The quickest route from St Anne’s in Cappoquin back to Villierstown is to turn right at the school gate, head down along the Blackwater and on through Dromona, a straight run of exactly 4½ miles.

When John Treacy was 16 years old and starting back for his Leaving Cert, he would turn left at the school gate, head towards Drumroe, through Kilclogher, down by Aglish and then back into Villierstown that way, a twisting hilly run of exactly 11 miles.

Treacy ran that loop home five days a week, without fail. Rain or shine, mist or snow. No one asked him, or told him. He figured it out for himself and the advantages were obvious: his twin sister Liz, one of the 20 girls and five boys in his class, would take his schoolbag home on the bus, which took just as long anyway; and every one of those 11 miles was money in the bank.

 “I’m going to be a world-class runner,” he thought to himself one day, never once counting those miles but simply feeling and feeding off them.

 Within four years Treacy was World Champion, his impossibly thin 20-year-old frame lording Bellahouston Park in Glasgow in what is still considered one of the toughest of cross country races. And the rest is Waterford sporting history.

 Now imagine what Treacy could have done on the hurling field had he not been lost to athletics. That’s not a moot point. Growing up in Waterford in the 1970s, it’s what every youngster played, and Treacy was no different. There was a match in Lismore one Saturday morning and they threw him in at corner back, knowing full well what his opposite number would think: he wasn’t long changing his mind.

Relevant today

Not long after that his older brother Ray took him aside and said he’s probably better suited to distance running. That Treacy then decided to run home from school is as relevant today as it was then because for all the research and advancement in that broad spectrum known as sports science, one thing remains certain: talent is nothing without hard work.

The same could be said about another Waterford sporting talent, born exactly one year earlier, in Curraghduff, about 3½ miles outside Carrick-on-Suir. Sean Kelly finished school at 13, was preparing for a life of hard work on the family farm, when his brother Joe introduced him to cycling. Within three years Kelly was Junior Champion of Ireland, still young enough to defend that title for a further two years.

 Soon he began training with senior rider Tony Ryan in Carrick-on-Suir, who’d punish his young protégé on long and severe spins around the Comeragh Mountains, after which an exhausted Kelly would tell him he had to milk the cows as soon as he got home. Ryan would often wonder to himself how far Kelly could be pushed before he would cry “no more”. But each day he returned for more training.

 Still talent and hard work only took both men so far. One of the last tests of greatness is rising above adversity. In 1983, half-crippled with a back injury and trailed off in his heat of the 10,000m at the World Championships in Helsinki, Treacy faced adversity eye-to-eye. He needed out of his comfort zone, so moved his wife and young daughter back to America and started over. Within a year he was an Olympic marathon silver medallist, talent and hard work rarely combining as sweetly as on that warm Los Angeles evening.

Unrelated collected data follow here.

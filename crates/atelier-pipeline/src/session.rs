//! Carousel composer state and its reducer.
//!
//! All state changes go through [`ComposerState::reduce`], which returns
//! the side effects ([`Command`]s) the driver must run. The reducer never
//! renders or talks to the network itself, so every transition can be
//! tested synchronously.
//!
//! # Staging lifecycle
//!
//! ```text
//! Idle ──Generate──▶ Composing ──RequestSent──▶ AwaitingRemote
//!                        │                            │
//!                        └────────StagingFailed───────┼──▶ Failed
//!                                                     └──▶ Succeeded
//! ```
//!
//! `Generate` is accepted from any phase. Each one allocates a new
//! [`RequestId`]; results for older ids are dropped on arrival.

use std::fmt;

use crate::decode::SourceImage;
use crate::scene::{Scene, ScenePreset, combine_prompt};
use crate::view::ViewTransform;

/// One of the two carousel slides.
#[derive(Debug, Clone, Copy, PartialEq, Eq, Hash)]
pub enum SlideId {
    /// Slide 1: the framed original.
    Original,
    /// Slide 2: the staged scene.
    Staged,
}

impl SlideId {
    /// Both slides in carousel order.
    pub const ALL: [Self; 2] = [Self::Original, Self::Staged];

    /// Zero-based position.
    #[must_use]
    pub const fn index(self) -> usize {
        match self {
            Self::Original => 0,
            Self::Staged => 1,
        }
    }

    /// One-based slide number as shown to the artist.
    #[must_use]
    pub const fn number(self) -> u8 {
        match self {
            Self::Original => 1,
            Self::Staged => 2,
        }
    }

    /// The other slide.
    #[must_use]
    pub const fn other(self) -> Self {
        match self {
            Self::Original => Self::Staged,
            Self::Staged => Self::Original,
        }
    }
}

impl fmt::Display for SlideId {
    fn fmt(&self, f: &mut fmt::Formatter<'_>) -> fmt::Result {
        write!(f, "slide {}", self.number())
    }
}

/// Identifies one staging attempt.
#[derive(Debug, Clone, Copy, PartialEq, Eq, PartialOrd, Ord, Hash)]
pub struct RequestId(u64);

impl RequestId {
    /// The raw sequence number.
    #[must_use]
    pub const fn get(self) -> u64 {
        self.0
    }
}

impl fmt::Display for RequestId {
    fn fmt(&self, f: &mut fmt::Formatter<'_>) -> fmt::Result {
        write!(f, "#{}", self.0)
    }
}

/// Where the current staging attempt stands.
#[derive(Debug, Clone, Default, PartialEq, Eq)]
pub enum StagingPhase {
    /// Nothing requested yet.
    #[default]
    Idle,
    /// Slide 1 is being composed for the request.
    Composing {
        /// Attempt in progress.
        request: RequestId,
    },
    /// The request is on the wire.
    AwaitingRemote {
        /// Attempt in progress.
        request: RequestId,
    },
    /// The staged result became slide 2's base.
    Succeeded {
        /// Attempt that produced the current slide 2 base.
        request: RequestId,
    },
    /// The attempt failed; a new `Generate` may retry.
    Failed {
        /// Attempt that failed.
        request: RequestId,
        /// Message suitable for display.
        reason: String,
    },
}

impl StagingPhase {
    /// Whether an attempt is in flight.
    #[must_use]
    pub const fn is_busy(&self) -> bool {
        matches!(self, Self::Composing { .. } | Self::AwaitingRemote { .. })
    }

    /// The attempt this phase refers to.
    #[must_use]
    pub const fn request(&self) -> Option<RequestId> {
        match self {
            Self::Idle => None,
            Self::Composing { request }
            | Self::AwaitingRemote { request }
            | Self::Succeeded { request }
            | Self::Failed { request, .. } => Some(*request),
        }
    }

    /// The failure message, if the last attempt failed.
    #[must_use]
    pub fn error(&self) -> Option<&str> {
        match self {
            Self::Failed { reason, .. } => Some(reason),
            _ => None,
        }
    }
}

/// Everything the artist (or the driver) can do to the composer.
#[derive(Debug, Clone)]
pub enum Action {
    /// Change the active slide's zoom.
    SetZoom(f64),
    /// Change the active slide's horizontal offset.
    SetOffsetX(f64),
    /// Change the active slide's vertical offset.
    SetOffsetY(f64),
    /// Return the active slide's view to identity.
    ResetView,
    /// Show a particular slide.
    ShowSlide(SlideId),
    /// Advance to the next slide, wrapping.
    NextSlide,
    /// Choose the staging preset.
    SelectPreset(ScenePreset),
    /// Replace the artist's extra prompt.
    SetExtraPrompt(String),
    /// Start a staging attempt.
    Generate,
    /// Start over with a new original; slide 2 is discarded.
    ReplaceOriginal(SourceImage),
    /// The driver has sent the request.
    RequestSent {
        /// Attempt that was sent.
        request: RequestId,
    },
    /// The endpoint returned an image, already normalized.
    StagingSucceeded {
        /// Attempt that produced it.
        request: RequestId,
        /// Normalized slide 2 base.
        base: SourceImage,
    },
    /// The attempt failed.
    StagingFailed {
        /// Attempt that failed.
        request: RequestId,
        /// Message suitable for display.
        reason: String,
    },
}

/// Work the driver must perform after a transition.
#[derive(Debug, Clone)]
pub enum Command {
    /// Render a fresh preview for this slide from its current base and view.
    Recompose(SlideId),
    /// Drop this slide's preview.
    ClearPreview(SlideId),
    /// Run a staging attempt.
    Stage(StagingJob),
}

/// Inputs for one staging attempt, captured when it was requested.
#[derive(Debug, Clone)]
pub struct StagingJob {
    /// Attempt id to report back with.
    pub request: RequestId,
    /// Slide 1's base.
    pub source: SourceImage,
    /// Slide 1's view at the time of the request.
    pub view: ViewTransform,
    /// Endpoint scene.
    pub scene: Scene,
    /// Preset and artist prompts combined.
    pub prompt: String,
}

/// The whole composer state.
#[derive(Debug, Clone)]
pub struct ComposerState {
    original: SourceImage,
    staged_base: Option<SourceImage>,
    views: [ViewTransform; 2],
    active: SlideId,
    staging: StagingPhase,
    preset: ScenePreset,
    extra_prompt: String,
    next_request: u64,
}

impl ComposerState {
    /// Fresh state for `original`, showing slide 1 at identity.
    #[must_use]
    pub fn new(original: SourceImage) -> Self {
        Self {
            original,
            staged_base: None,
            views: [ViewTransform::IDENTITY; 2],
            active: SlideId::Original,
            staging: StagingPhase::Idle,
            preset: ScenePreset::default(),
            extra_prompt: String::new(),
            next_request: 0,
        }
    }

    /// The slide on screen.
    #[must_use]
    pub const fn active(&self) -> SlideId {
        self.active
    }

    /// Current staging phase.
    #[must_use]
    pub const fn staging(&self) -> &StagingPhase {
        &self.staging
    }

    /// View for `slide`.
    #[must_use]
    pub const fn view(&self, slide: SlideId) -> ViewTransform {
        self.views[slide.index()]
    }

    /// Base image for `slide`; slide 2 has none until staging succeeds.
    #[must_use]
    pub const fn base(&self, slide: SlideId) -> Option<&SourceImage> {
        match slide {
            SlideId::Original => Some(&self.original),
            SlideId::Staged => self.staged_base.as_ref(),
        }
    }

    /// Selected preset.
    #[must_use]
    pub const fn preset(&self) -> ScenePreset {
        self.preset
    }

    /// The artist's extra prompt.
    #[must_use]
    pub fn extra_prompt(&self) -> &str {
        &self.extra_prompt
    }

    /// The prompt a `Generate` would send right now.
    #[must_use]
    pub fn prompt(&self) -> String {
        combine_prompt(self.preset.prompt(), &self.extra_prompt)
    }

    /// Whether view controls are disabled: slide 2 is showing but has
    /// nothing to adjust yet.
    #[must_use]
    pub const fn sliders_locked(&self) -> bool {
        matches!(self.active, SlideId::Staged) && self.staged_base.is_none()
    }

    /// Apply `action`, returning the side effects to run.
    pub fn reduce(&mut self, action: Action) -> Vec<Command> {
        match action {
            Action::SetZoom(zoom) => self.update_view(|v| v.with_zoom(zoom)),
            Action::SetOffsetX(x) => self.update_view(|v| v.with_offset_x(x)),
            Action::SetOffsetY(y) => self.update_view(|v| v.with_offset_y(y)),
            Action::ResetView => self.update_view(|_| ViewTransform::IDENTITY),
            Action::ShowSlide(slide) => {
                self.active = slide;
                Vec::new()
            }
            Action::NextSlide => {
                self.active = self.active.other();
                Vec::new()
            }
            Action::SelectPreset(preset) => {
                self.preset = preset;
                Vec::new()
            }
            Action::SetExtraPrompt(prompt) => {
                self.extra_prompt = prompt;
                Vec::new()
            }
            Action::Generate => vec![Command::Stage(self.begin_staging())],
            Action::ReplaceOriginal(original) => {
                let superseded = self.staging.is_busy();
                *self = Self {
                    preset: self.preset,
                    extra_prompt: std::mem::take(&mut self.extra_prompt),
                    next_request: self.next_request,
                    ..Self::new(original)
                };
                if superseded {
                    tracing::debug!("new original supersedes in-flight staging");
                }
                vec![
                    Command::Recompose(SlideId::Original),
                    Command::ClearPreview(SlideId::Staged),
                ]
            }
            Action::RequestSent { request } => {
                if self.staging == (StagingPhase::Composing { request }) {
                    self.staging = StagingPhase::AwaitingRemote { request };
                }
                Vec::new()
            }
            Action::StagingSucceeded { request, base } => {
                if !self.is_pending(request) {
                    tracing::debug!(%request, "discarding superseded staging result");
                    return Vec::new();
                }
                tracing::info!(%request, dimensions = %base.dimensions(), "staging succeeded");
                self.staged_base = Some(base);
                self.active = SlideId::Staged;
                self.staging = StagingPhase::Succeeded { request };
                vec![Command::Recompose(SlideId::Staged)]
            }
            Action::StagingFailed { request, reason } => {
                if !self.is_pending(request) {
                    tracing::debug!(%request, "discarding superseded staging failure");
                    return Vec::new();
                }
                tracing::info!(%request, %reason, "staging failed");
                self.staging = StagingPhase::Failed { request, reason };
                Vec::new()
            }
        }
    }

    fn update_view(&mut self, f: impl FnOnce(ViewTransform) -> ViewTransform) -> Vec<Command> {
        if self.sliders_locked() {
            return Vec::new();
        }
        let slot = &mut self.views[self.active.index()];
        let next = f(*slot);
        if next == *slot {
            return Vec::new();
        }
        *slot = next;
        vec![Command::Recompose(self.active)]
    }

    fn begin_staging(&mut self) -> StagingJob {
        self.next_request += 1;
        let request = RequestId(self.next_request);
        if let Some(previous) = self.staging.request().filter(|_| self.staging.is_busy()) {
            tracing::debug!(%previous, %request, "superseding staging request");
        }
        self.staging = StagingPhase::Composing { request };
        let prompt = self.prompt();
        tracing::debug!(%request, scene = %self.preset.scene(), prompt_len = prompt.len(), "staging requested");
        StagingJob {
            request,
            source: self.original.clone(),
            view: self.view(SlideId::Original),
            scene: self.preset.scene(),
            prompt,
        }
    }

    fn is_pending(&self, request: RequestId) -> bool {
        self.staging.is_busy() && self.staging.request() == Some(request)
    }
}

 This is not some gentle nostalgia fest but a neat reflection of what this Waterford hurling team have done in reaching Sunday’s All-Ireland final. There is nothing more common in sport than wasted talent, and while Waterford hurling teams of the past had no fear of hard work, something else happened this year to bring them back within hand’s reach of a first All-Ireland title in 58 years.

Set them apart

 Dan Shanahan, their 2007 hurler of the year, spoke about this in the build-up: now a selector alongside manager Derek McGrath, he was asked about players like Austin Gleeson and Michael “Brick” Walsh, what set them apart – especially given they’re a near generation apart, Gleeson just turned 22, Walsh now 34.

 And with that Shanahan pointed directly at talent and hard work: that Gleeson has everything, left and right, unbelievable skills, the perfect attitude on and off the field; Walsh too, the first fella on the field, the last fella off it, as mentally strong as he is physically, helped in no small part by his younger years working on the family farm in Stradbally.

 The hard work stood out though. How every night at training, Gleeson and Walsh, along with Mikey Kearney, are the last three to finish, lining up a shot from where the sideline meets the endline, and not stopping until all three have curved the sliotar over the bar. Sometimes it takes 20 minutes but they always get it done and finish up on a high.

The success of the Dublin footballers continues to reflect this, how for all their spread of talent and resources, perhaps they just work harder than everyone else. John Leonard started his book on the premise he could never make training ahead of Stephen Cluxton, and Jack McCaffrey, once that dashing winger on the Belvedere Junior Cup rugby team, looks to me as if he’s still the hardest working footballer in the country.

 And that moot point about athletes being lost to football and hurling, or that the talent just isn’t there anymore, would be completely lost on any 16-year-old still willing to run 11 miles home from school every day.